O programa de ressarcimento do INSS já devolveu R$ 2,3 bilhões a aposentados e pensionistas atingidos por descontos irregulares em seus benefícios. Até o momento, 3,6 milhões de segurados receberam o reembolso integral, mas cerca de 3 milhões ainda não informaram se reconhecem as cobranças em seus demonstrativos.
O presidente do INSS, Gilberto Waller, disse em entrevista que o prazo para contestação — inicialmente previsto para 14 de novembro — pode ser estendido até 31 de dezembro, caso seja necessário garantir que todos os afetados tenham tempo suficiente para esclarecer ou confirmar os valores.
Como funciona o processo
O processo teve início em maio de 2025, após a operação que identificou descontos associativos possivelmente irregulares. Foram abertas consultas para 9 milhões de segurados; 6 milhões apontaram irregularidades e, a partir daí, o INSS notificou as associações envolvidas para que apresentassem comprovações do vínculo em até 15 dias.

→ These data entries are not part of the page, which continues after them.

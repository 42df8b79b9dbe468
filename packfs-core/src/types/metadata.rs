use std::fmt;
use std::time::SystemTime;

/// Represents the type of a virtual filesystem entry.
#[derive(Debug, Clone, Copy, PartialEq, Eq, Hash)]
pub enum EntryKind {
    /// Regular file
    File,
    /// Directory, real or synthesized from archive paths
    Directory,
}

/// Names the resolution layer that answered a lookup.
///
/// Variants are declared in lookup precedence order.
#[derive(Debug, Clone, Copy, PartialEq, Eq, PartialOrd, Ord, Hash)]
pub enum SourceKind {
    /// The real OS filesystem
    RealDirectory,
    /// A directory overlay redirecting into the real filesystem
    Overlay,
    /// A ZIP container mounted in the mount trie
    ZipMount,
    /// A sequential archive from the legacy search list
    SequentialArchiveMount,
}

impl SourceKind {
    /// All source kinds in lookup precedence order.
    pub const ALL: [SourceKind; 4] = [
        SourceKind::RealDirectory,
        SourceKind::Overlay,
        SourceKind::ZipMount,
        SourceKind::SequentialArchiveMount,
    ];

    /// Returns a short name for the source kind.
    pub fn name(&self) -> &'static str {
        match self {
            SourceKind::RealDirectory => "disk",
            SourceKind::Overlay => "overlay",
            SourceKind::ZipMount => "zip",
            SourceKind::SequentialArchiveMount => "archive",
        }
    }

    /// Returns true for the layers backed by the real filesystem.
    pub fn is_on_disk(&self) -> bool {
        matches!(self, SourceKind::RealDirectory | SourceKind::Overlay)
    }

    /// Returns true for the layers backed by containers.
    pub fn is_archived(&self) -> bool {
        !self.is_on_disk()
    }
}

impl fmt::Display for SourceKind {
    fn fmt(&self, f: &mut fmt::Formatter<'_>) -> fmt::Result {
        f.write_str(self.name())
    }
}

/// Metadata for a resolved entry.
#[derive(Debug, Clone, PartialEq)]
pub struct EntryInfo {
    /// Type of the entry
    pub kind: EntryKind,
    /// Size in bytes (zero for directories)
    pub size: u64,
    /// Last modification time, only known for real files
    pub modified: Option<SystemTime>,
    /// Layer that answered
    pub source: SourceKind,
}

impl EntryInfo {
    /// Creates metadata for a file.
    pub fn file(size: u64, source: SourceKind) -> Self {
        Self {
            kind: EntryKind::File,
            size,
            modified: None,
            source,
        }
    }

    /// Creates metadata for a directory.
    pub fn directory(source: SourceKind) -> Self {
        Self {
            kind: EntryKind::Directory,
            size: 0,
            modified: None,
            source,
        }
    }

    /// Sets the modification time.
    pub fn with_modified(mut self, modified: Option<SystemTime>) -> Self {
        self.modified = modified;
        self
    }

    /// Returns true if the entry is a directory.
    pub fn is_dir(&self) -> bool {
        self.kind == EntryKind::Directory
    }

    /// Returns true if the entry is a file.
    pub fn is_file(&self) -> bool {
        self.kind == EntryKind::File
    }
}

/// Where a path can be found: on disk, in a container, or both.
#[derive(Debug, Clone, Copy, Default, PartialEq, Eq, Hash)]
pub struct FileFlags {
    /// Present in a mounted ZIP or sequential archive
    pub archived: bool,
    /// Present on the real filesystem, directly or through an overlay
    pub on_disk: bool,
}

impl FileFlags {
    /// Returns true if the path was found anywhere.
    pub fn exists(&self) -> bool {
        self.archived || self.on_disk
    }

    /// Marks the flag matching a source kind.
    pub fn mark(&mut self, source: SourceKind) {
        if source.is_on_disk() {
            self.on_disk = true;
        } else {
            self.archived = true;
        }
    }
}
use std::fs;
use std::io::{self, Write};
use std::path::{Path, PathBuf};

use anyhow::{anyhow, bail, Context, Result};
use clap::{Args, Parser, Subcommand};
use packfs_core::archive::zip::{METHOD_DEFLATE, METHOD_STORED};
use packfs_core::{
    filter_by_extension, normalize, DirectoryEntry, LogLevel, NormalizedPath, SequentialArchive,
    SequentialArchiveWriter, Vfs, VfsConfig, ZipArchive,
};
use tracing::{debug, info};
use tracing_subscriber::{layer::SubscriberExt, util::SubscriberInitExt, EnvFilter};

#[derive(Parser)]
#[command(name = "packfs")]
#[command(about = "Archive tooling and virtual filesystem queries")]
#[command(version)]
struct Cli {
    #[command(flatten)]
    global: GlobalOptions,

    #[command(subcommand)]
    command: Commands,
}

#[derive(Args)]
struct GlobalOptions {
    /// Log level (trace, debug, info, warn, error); overrides RUST_LOG
    #[arg(long, global = true)]
    log_level: Option<LogLevel>,

    /// JSON file with VFS configuration
    #[arg(long, global = true)]
    config: Option<PathBuf>,

    /// Directory relative real paths resolve against
    #[arg(long, global = true)]
    base_dir: Option<PathBuf>,

    /// Mount a ZIP container: FILE or FILE=MOUNT_POINT
    #[arg(long = "zip", value_name = "FILE[=MOUNT]", global = true)]
    zips: Vec<String>,

    /// Overlay a real directory: REAL=MOUNT_POINT
    #[arg(long = "overlay", value_name = "REAL=MOUNT", global = true)]
    overlays: Vec<String>,

    /// Add a sequential archive to the search list
    #[arg(long = "archive", value_name = "FILE", global = true)]
    archives: Vec<PathBuf>,
}

#[derive(Subcommand)]
enum Commands {
    /// Create a sequential archive from real files
    Pack {
        /// Archive to create
        archive: PathBuf,

        /// Files to store
        #[arg(required = true)]
        files: Vec<PathBuf>,

        /// Store names relative to this directory
        #[arg(long)]
        relative_to: Option<String>,
    },

    /// List the files of a sequential archive
    List {
        archive: PathBuf,

        /// Show sizes
        #[arg(short, long)]
        long: bool,
    },

    /// Extract entries of a sequential archive
    Extract {
        archive: PathBuf,

        /// Entries to extract (all when omitted)
        names: Vec<String>,

        /// Output directory
        #[arg(short, long, default_value = ".")]
        output: PathBuf,
    },

    /// Write entries of a sequential archive to stdout
    Dump {
        archive: PathBuf,

        #[arg(required = true)]
        names: Vec<String>,
    },

    /// List the entries of a ZIP container
    ZipList {
        zip: PathBuf,

        /// Recompute each entry's CRC-32 and compare it with the stored one
        #[arg(long)]
        verify: bool,
    },

    /// Print a file resolved through the VFS
    Cat { path: String },

    /// List a directory resolved through the VFS
    Ls {
        #[arg(default_value = "")]
        path: String,

        /// Only show files with these extensions (comma separated)
        #[arg(long)]
        ext: Option<String>,
    },

    /// Show where and what a path is
    Stat { path: String },
}

fn main() -> Result<()> {
    let cli = Cli::parse();
    let config = load_config(&cli.global)?;
    init_logging(cli.global.log_level, config.log_level);

    match cli.command {
        Commands::Pack {
            archive,
            files,
            relative_to,
        } => pack(&archive, &files, relative_to.as_deref()),
        Commands::List { archive, long } => list(&archive, long),
        Commands::Extract {
            archive,
            names,
            output,
        } => extract(&archive, &names, &output),
        Commands::Dump { archive, names } => dump(&archive, &names),
        Commands::ZipList { zip, verify } => zip_list(&zip, verify),
        Commands::Cat { path } => {
            let vfs = build_vfs(&cli.global, config)?;
            cat(&vfs, &path)
        }
        Commands::Ls { path, ext } => {
            let vfs = build_vfs(&cli.global, config)?;
            ls(&vfs, &path, ext.as_deref())
        }
        Commands::Stat { path } => {
            let vfs = build_vfs(&cli.global, config)?;
            stat(&vfs, &path)
        }
    }
}

fn init_logging(cli_level: Option<LogLevel>, config_level: LogLevel) {
    let filter = match cli_level {
        Some(level) => EnvFilter::new(format!("packfs={}", level)),
        None => EnvFilter::try_from_default_env()
            .unwrap_or_else(|_| EnvFilter::new(format!("packfs={}", config_level))),
    };

    tracing_subscriber::registry()
        .with(filter)
        .with(tracing_subscriber::fmt::layer().with_writer(io::stderr))
        .init();
}

fn load_config(global: &GlobalOptions) -> Result<VfsConfig> {
    let mut config = match &global.config {
        Some(path) => {
            let text = fs::read_to_string(path)
                .with_context(|| format!("Failed to read config {}", path.display()))?;
            serde_json::from_str(&text)
                .with_context(|| format!("Failed to parse config {}", path.display()))?
        }
        None => VfsConfig::default(),
    };
    if let Some(dir) = &global.base_dir {
        config.base_dir = Some(dir.clone());
    }
    Ok(config)
}

fn build_vfs(global: &GlobalOptions, config: VfsConfig) -> Result<Vfs> {
    let mut vfs = Vfs::new(config).context("Invalid VFS configuration")?;

    for mapping in &global.overlays {
        let (real, mount_point) = mapping
            .split_once('=')
            .ok_or_else(|| anyhow!("Overlay '{}' must be REAL=MOUNT", mapping))?;
        vfs.mount_overlay(real, mount_point);
    }

    for zip in &global.zips {
        let (file, mount_point) = zip.split_once('=').unwrap_or((zip.as_str(), ""));
        if !vfs.mount_zip_file(file, mount_point) {
            bail!("Failed to mount zip {}", file);
        }
    }

    for archive in &global.archives {
        if !vfs.add_search_archive(archive) {
            bail!("Failed to open archive {}", archive.display());
        }
    }

    Ok(vfs)
}

fn pack(archive: &Path, files: &[PathBuf], relative_to: Option<&str>) -> Result<()> {
    let mut writer = SequentialArchiveWriter::create(archive)
        .with_context(|| format!("Failed to create {}", archive.display()))?;

    for file in files {
        if file.is_dir() {
            debug!("Skipping directory {}", file.display());
            continue;
        }
        let data = fs::read(file).with_context(|| format!("Failed to read {}", file.display()))?;
        let path = file.to_string_lossy();
        let name = match relative_to {
            Some(base) => packfs_core::make_relative_path(&path, base),
            None => normalize(&path),
        };
        writer
            .add_file(&name, &data)
            .with_context(|| format!("Failed to add {}", name))?;
        debug!("Packed {} ({} bytes)", name, data.len());
    }

    let records = writer.records();
    writer.finish().context("Failed to finish archive")?;
    info!("Wrote {} records to {}", records, archive.display());
    Ok(())
}

fn open_archive(archive: &Path) -> Result<SequentialArchive> {
    SequentialArchive::open_path(archive)
        .with_context(|| format!("Failed to open archive {}", archive.display()))
}

fn list(archive: &Path, long: bool) -> Result<()> {
    let archive = open_archive(archive)?;
    let stdout = io::stdout();
    let mut out = stdout.lock();
    for name in archive.list_files() {
        if long {
            let size = archive.file_size(name).unwrap_or(0);
            writeln!(out, "{:>12} {}", size, name)?;
        } else {
            writeln!(out, "{}", name)?;
        }
    }
    Ok(())
}

fn extract(archive_path: &Path, names: &[String], output: &Path) -> Result<()> {
    let archive = open_archive(archive_path)?;
    let names: Vec<String> = if names.is_empty() {
        archive.list_files().map(str::to_string).collect()
    } else {
        names.iter().map(|n| normalize(n)).collect()
    };

    for name in &names {
        let entry = NormalizedPath::new(name);
        if entry.is_rooted() || entry.parent_levels() > 0 || entry.is_full() {
            bail!("Refusing to extract '{}' outside the output directory", name);
        }
        let data = archive
            .load_file(name)
            .ok_or_else(|| anyhow!("'{}' is not in {}", name, archive_path.display()))?;

        let target = entry.to_host_path(Some(output));
        if let Some(parent) = target.parent() {
            fs::create_dir_all(parent)
                .with_context(|| format!("Failed to create {}", parent.display()))?;
        }
        fs::write(&target, &data)
            .with_context(|| format!("Failed to write {}", target.display()))?;
        info!("Extracted {} ({} bytes)", name, data.len());
    }
    Ok(())
}

fn dump(archive_path: &Path, names: &[String]) -> Result<()> {
    let archive = open_archive(archive_path)?;
    let stdout = io::stdout();
    let mut out = stdout.lock();
    for name in names {
        let data = archive
            .load_file(name)
            .ok_or_else(|| anyhow!("'{}' is not in {}", name, archive_path.display()))?;
        out.write_all(&data)?;
    }
    out.flush()?;
    Ok(())
}

fn method_name(method: u16) -> String {
    match method {
        METHOD_STORED => "stored".to_string(),
        METHOD_DEFLATE => "deflate".to_string(),
        other => format!("method {}", other),
    }
}

fn zip_list(zip: &Path, verify: bool) -> Result<()> {
    let archive = ZipArchive::open_path(zip)
        .with_context(|| format!("Failed to open zip {}", zip.display()))?;
    if !archive.is_complete() {
        info!("{} is damaged; listing the entries found before the damage", zip.display());
    }

    let stdout = io::stdout();
    let mut out = stdout.lock();
    for dir in archive.list_directories() {
        writeln!(out, "{:>12} {:>8} {:>8} {}/", "-", "dir", "-", dir)?;
    }

    let mut mismatches = 0;
    for name in archive.list_files() {
        let Some(entry) = archive.entry(name) else {
            continue;
        };
        write!(
            out,
            "{:>12} {:>8} {:08x} {}",
            entry.uncompressed_len,
            method_name(entry.method),
            entry.crc32,
            name
        )?;
        if verify {
            match archive.checksum_entry(name) {
                Some(crc) if crc == entry.crc32 => write!(out, "  ok")?,
                Some(crc) => {
                    mismatches += 1;
                    write!(out, "  MISMATCH ({:08x})", crc)?;
                }
                None => write!(out, "  unreadable")?,
            }
        }
        writeln!(out)?;
    }

    if mismatches > 0 {
        bail!("{} entries failed CRC verification", mismatches);
    }
    Ok(())
}

fn cat(vfs: &Vfs, path: &str) -> Result<()> {
    let data = vfs
        .load_file(path)
        .ok_or_else(|| anyhow!("{} not found", path))?;
    let stdout = io::stdout();
    let mut out = stdout.lock();
    out.write_all(&data)?;
    out.flush()?;
    debug!("{}", vfs.stats());
    Ok(())
}

fn ls(vfs: &Vfs, path: &str, extensions: Option<&str>) -> Result<()> {
    if !vfs.is_dir(path) {
        bail!("{} is not a directory", path);
    }
    let stdout = io::stdout();
    let mut out = stdout.lock();

    match extensions {
        Some(extensions) => {
            for name in filter_by_extension(extensions, &vfs.list_files(path)) {
                writeln!(out, "{}", name)?;
            }
        }
        None => {
            let mut entries = vfs.read_dir(path);
            DirectoryEntry::sort_by_type(&mut entries);
            for entry in entries {
                if entry.is_directory() {
                    writeln!(out, "{}/", entry.name)?;
                } else {
                    writeln!(out, "{}", entry.name)?;
                }
            }
        }
    }
    Ok(())
}

fn stat(vfs: &Vfs, path: &str) -> Result<()> {
    let info = vfs.stat(path).ok_or_else(|| anyhow!("{} not found", path))?;
    let flags = vfs.file_flags(path);

    println!("path:     {}", normalize(path));
    println!("kind:     {}", if info.is_dir() { "directory" } else { "file" });
    if info.is_file() {
        println!("size:     {}", info.size);
    }
    println!("source:   {}", info.source);
    println!("on disk:  {}", flags.on_disk);
    println!("archived: {}", flags.archived);
    if let Some(modified) = info.modified {
        if let Ok(age) = modified.elapsed() {
            println!("modified: {}s ago", age.as_secs());
        }
    }
    Ok(())
}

Quando a documentação apresentada pela associação não é reconhecida pelo segurado, o INSS procede ao ressarcimento. Os valores são pagos integralmente e corrigidos pelo IPCA, sem desconto ou deságio, segundo a autarquia.
Fraudes identificadas
Durante a apuração, o INSS identificou tentativas de falsificação de documentos para justificar cobranças contestadas. Foram registrados cerca de 523 mil casos com indícios de adulteração documental, incluindo áudios suspeitos e assinaturas eletrônicas possivelmente forjadas.

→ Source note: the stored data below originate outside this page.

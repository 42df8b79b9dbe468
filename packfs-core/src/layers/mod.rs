//! Resolution layers, in lookup precedence order.

pub mod disk;
pub mod overlay;
pub mod trie;
pub mod legacy;

pub use disk::DiskLayer;
pub use overlay::{OverlayMapping, OverlayRegistry};
pub use trie::{MountNode, MountTrie, MountedFile};
pub use legacy::LegacySearchList;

O presidente Waller descreveu a prática como uma “fraude dentro da fraude” e informou que os casos suspeitos foram encaminhados à Polícia Federal, à Controladoria-Geral da União (CGU) e ao Ministério Público. Em paralelo, o INSS antecipou o reembolso aos segurados afetados por essas irregularidades.
Prioridade para grupos vulneráveis
O INSS adotou medidas para proteger públicos mais vulneráveis: realizou contestação de ofício para indígenas, quilombolas e pessoas com mais de 80 anos. Também levou documentação às comunidades atendidas pelo programa Previ Barco, na região amazônica, o que adicionou cerca de 243 mil segurados à fila de reembolso.
Próximos passos
O acordo que permite o ressarcimento foi firmado entre o INSS, o Ministério Público, a Defensoria Pública e a OAB, e foi homologado pelo Supremo Tribunal Federal. A previsão inicial era concluir os pagamentos até 14 de novembro, mas a possibilidade de prorrogação até 31 de dezembro está sendo avaliada para acomodar contestações pendentes.
Waller destacou a importância da decisão liminar do ministro do STF, que viabilizou o pagamento adiantado e permitiu que milhares de beneficiários fossem restituídos sem demora.